# Action item:
From first line to last, the records below are to be duplicated exactly.

# Collection entries:
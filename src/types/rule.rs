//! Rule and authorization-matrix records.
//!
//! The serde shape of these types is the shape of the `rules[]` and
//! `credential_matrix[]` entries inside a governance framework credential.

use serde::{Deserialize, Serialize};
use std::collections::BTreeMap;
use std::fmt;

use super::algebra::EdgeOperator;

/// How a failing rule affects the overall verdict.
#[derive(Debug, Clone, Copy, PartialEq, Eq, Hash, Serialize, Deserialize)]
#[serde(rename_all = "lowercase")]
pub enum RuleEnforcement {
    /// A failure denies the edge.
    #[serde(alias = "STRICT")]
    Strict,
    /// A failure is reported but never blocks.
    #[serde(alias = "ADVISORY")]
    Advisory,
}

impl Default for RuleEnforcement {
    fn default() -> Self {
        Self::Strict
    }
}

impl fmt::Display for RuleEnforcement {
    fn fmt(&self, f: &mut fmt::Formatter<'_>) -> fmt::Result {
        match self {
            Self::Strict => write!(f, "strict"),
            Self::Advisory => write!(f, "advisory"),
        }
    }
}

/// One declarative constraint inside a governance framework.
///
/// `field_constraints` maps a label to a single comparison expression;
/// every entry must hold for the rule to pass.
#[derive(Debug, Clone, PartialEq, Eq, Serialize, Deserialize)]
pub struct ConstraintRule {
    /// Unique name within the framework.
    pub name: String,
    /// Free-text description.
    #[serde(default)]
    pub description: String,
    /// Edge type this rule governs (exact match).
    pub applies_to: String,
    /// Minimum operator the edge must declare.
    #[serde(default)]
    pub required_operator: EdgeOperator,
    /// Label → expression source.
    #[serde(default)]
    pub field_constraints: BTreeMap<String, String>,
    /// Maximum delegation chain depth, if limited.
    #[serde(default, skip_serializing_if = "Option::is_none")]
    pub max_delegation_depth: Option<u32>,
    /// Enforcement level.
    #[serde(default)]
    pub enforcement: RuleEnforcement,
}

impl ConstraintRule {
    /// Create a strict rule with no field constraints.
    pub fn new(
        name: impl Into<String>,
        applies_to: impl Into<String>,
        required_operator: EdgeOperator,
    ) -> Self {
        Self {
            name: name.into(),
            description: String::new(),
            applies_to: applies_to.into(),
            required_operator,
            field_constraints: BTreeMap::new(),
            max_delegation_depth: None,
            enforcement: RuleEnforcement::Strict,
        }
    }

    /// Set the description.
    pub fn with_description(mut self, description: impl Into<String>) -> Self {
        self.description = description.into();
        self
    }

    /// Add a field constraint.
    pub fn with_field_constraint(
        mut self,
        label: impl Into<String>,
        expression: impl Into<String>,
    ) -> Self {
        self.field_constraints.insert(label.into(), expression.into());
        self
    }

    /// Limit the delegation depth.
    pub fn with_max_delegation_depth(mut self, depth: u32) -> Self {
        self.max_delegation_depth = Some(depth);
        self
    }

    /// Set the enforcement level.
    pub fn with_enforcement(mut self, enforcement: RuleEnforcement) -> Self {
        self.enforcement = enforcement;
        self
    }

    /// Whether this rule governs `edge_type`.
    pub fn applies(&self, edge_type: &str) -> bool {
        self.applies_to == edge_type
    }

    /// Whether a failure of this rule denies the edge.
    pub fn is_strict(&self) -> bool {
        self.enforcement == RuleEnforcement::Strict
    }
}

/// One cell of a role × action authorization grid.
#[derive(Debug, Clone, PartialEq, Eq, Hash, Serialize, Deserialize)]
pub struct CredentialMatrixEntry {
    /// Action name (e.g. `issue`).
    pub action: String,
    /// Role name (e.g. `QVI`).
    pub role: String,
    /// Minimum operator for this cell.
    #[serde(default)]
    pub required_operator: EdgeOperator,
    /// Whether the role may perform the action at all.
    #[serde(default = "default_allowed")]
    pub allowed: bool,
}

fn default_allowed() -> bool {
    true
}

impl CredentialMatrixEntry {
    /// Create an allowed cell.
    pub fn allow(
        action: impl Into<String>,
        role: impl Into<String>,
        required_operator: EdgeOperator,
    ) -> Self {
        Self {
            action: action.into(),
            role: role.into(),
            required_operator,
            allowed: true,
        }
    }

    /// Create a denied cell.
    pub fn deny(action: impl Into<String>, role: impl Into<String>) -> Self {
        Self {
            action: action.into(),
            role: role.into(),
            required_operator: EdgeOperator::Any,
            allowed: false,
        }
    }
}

# Answer:
filename src/types/rule.rs
//! Rule and authorization-matrix records.
//!
//! The serde shape of these types is the shape of the `rules[]` and
//! `credential_matrix[]` entries inside a governance framework credential.

use serde::{Deserialize, Serialize};
use std::collections::BTreeMap;
use std::fmt;

use super::algebra::EdgeOperator;

/// How a failing rule affects the overall verdict.
#[derive(Debug, Clone, Copy, PartialEq, Eq, Hash, Serialize, Deserialize)]
#[serde(rename_all = "lowercase")]
pub enum RuleEnforcement {
    /// A failure denies the edge.
    #[serde(alias = "STRICT")]
    Strict,
    /// A failure is reported but never blocks.
    #[serde(alias = "ADVISORY")]
    Advisory,
}

impl Default for RuleEnforcement {
    fn default() -> Self {
        Self::Strict
    }
}

impl fmt::Display for RuleEnforcement {
    fn fmt(&self, f: &mut fmt::Formatter<'_>) -> fmt::Result {
        match self {
            Self::Strict => write!(f, "strict"),
            Self::Advisory => write!(f, "advisory"),
        }
    }
}

/// One declarative constraint inside a governance framework.
///
/// `field_constraints` maps a label to a single comparison expression;
/// every entry must hold for the rule to pass.
#[derive(Debug, Clone, PartialEq, Eq, Serialize, Deserialize)]
pub struct ConstraintRule {
    /// Unique name within the framework.
    pub name: String,
    /// Free-text description.
    #[serde(default)]
    pub description: String,
    /// Edge type this rule governs (exact match).
    pub applies_to: String,
    /// Minimum operator the edge must declare.
    #[serde(default)]
    pub required_operator: EdgeOperator,
    /// Label → expression source.
    #[serde(default)]
    pub field_constraints: BTreeMap<String, String>,
    /// Maximum delegation chain depth, if limited.
    #[serde(default, skip_serializing_if = "Option::is_none")]
    pub max_delegation_depth: Option<u32>,
    /// Enforcement level.
    #[serde(default)]
    pub enforcement: RuleEnforcement,
}

impl ConstraintRule {
    /// Create a strict rule with no field constraints.
    pub fn new(
        name: impl Into<String>,
        applies_to: impl Into<String>,
        required_operator: EdgeOperator,
    ) -> Self {
        Self {
            name: name.into(),
            description: String::new(),
            applies_to: applies_to.into(),
            required_operator,
            field_constraints: BTreeMap::new(),
            max_delegation_depth: None,
            enforcement: RuleEnforcement::Strict,
        }
    }

    /// Set the description.
    pub fn with_description(mut self, description: impl Into<String>) -> Self {
        self.description = description.into();
        self
    }

    /// Add a field constraint.
    pub fn with_field_constraint(
        mut self,
        label: impl Into<String>,
        expression: impl Into<String>,
    ) -> Self {
        self.field_constraints.insert(label.into(), expression.into());
        self
    }

    /// Limit the delegation depth.
    pub fn with_max_delegation_depth(mut self, depth: u32) -> Self {
        self.max_delegation_depth = Some(depth);
        self
    }

    /// Set the enforcement level.
    pub fn with_enforcement(mut self, enforcement: RuleEnforcement) -> Self {
        self.enforcement = enforcement;
        self
    }

    /// Whether this rule governs `edge_type`.
    pub fn applies(&self, edge_type: &str) -> bool {
        self.applies_to == edge_type
    }

    /// Whether a failure of this rule denies the edge.
    pub fn is_strict(&self) -> bool {
        self.enforcement == RuleEnforcement::Strict
    }
}

/// One cell of a role × action authorization grid.
#[derive(Debug, Clone, PartialEq, Eq, Hash, Serialize, Deserialize)]
pub struct CredentialMatrixEntry {
    /// Action name (e.g. `issue`).
    pub action: String,
    /// Role name (e.g. `QVI`).
    pub role: String,
    /// Minimum operator for this cell.
    #[serde(default)]
    pub required_operator: EdgeOperator,
    /// Whether the role may perform the action at all.
    #[serde(default = "default_allowed")]
    pub allowed: bool,
}

fn default_allowed() -> bool {
    true
}

impl CredentialMatrixEntry {
    /// Create an allowed cell.
    pub fn allow(
        action: impl Into<String>,
        role: impl Into<String>,
        required_operator: EdgeOperator,
    ) -> Self {
        Self {
            action: action.into(),
            role: role.into(),
            required_operator,
            allowed: true,
        }
    }

    /// Create a denied cell.
    pub fn deny(action: impl Into<String>, role: impl Into<String>) -> Self {
        Self {
            action: action.into(),
            role: role.into(),
            required_operator: EdgeOperator::Any,
            allowed: false,
        }
    }
}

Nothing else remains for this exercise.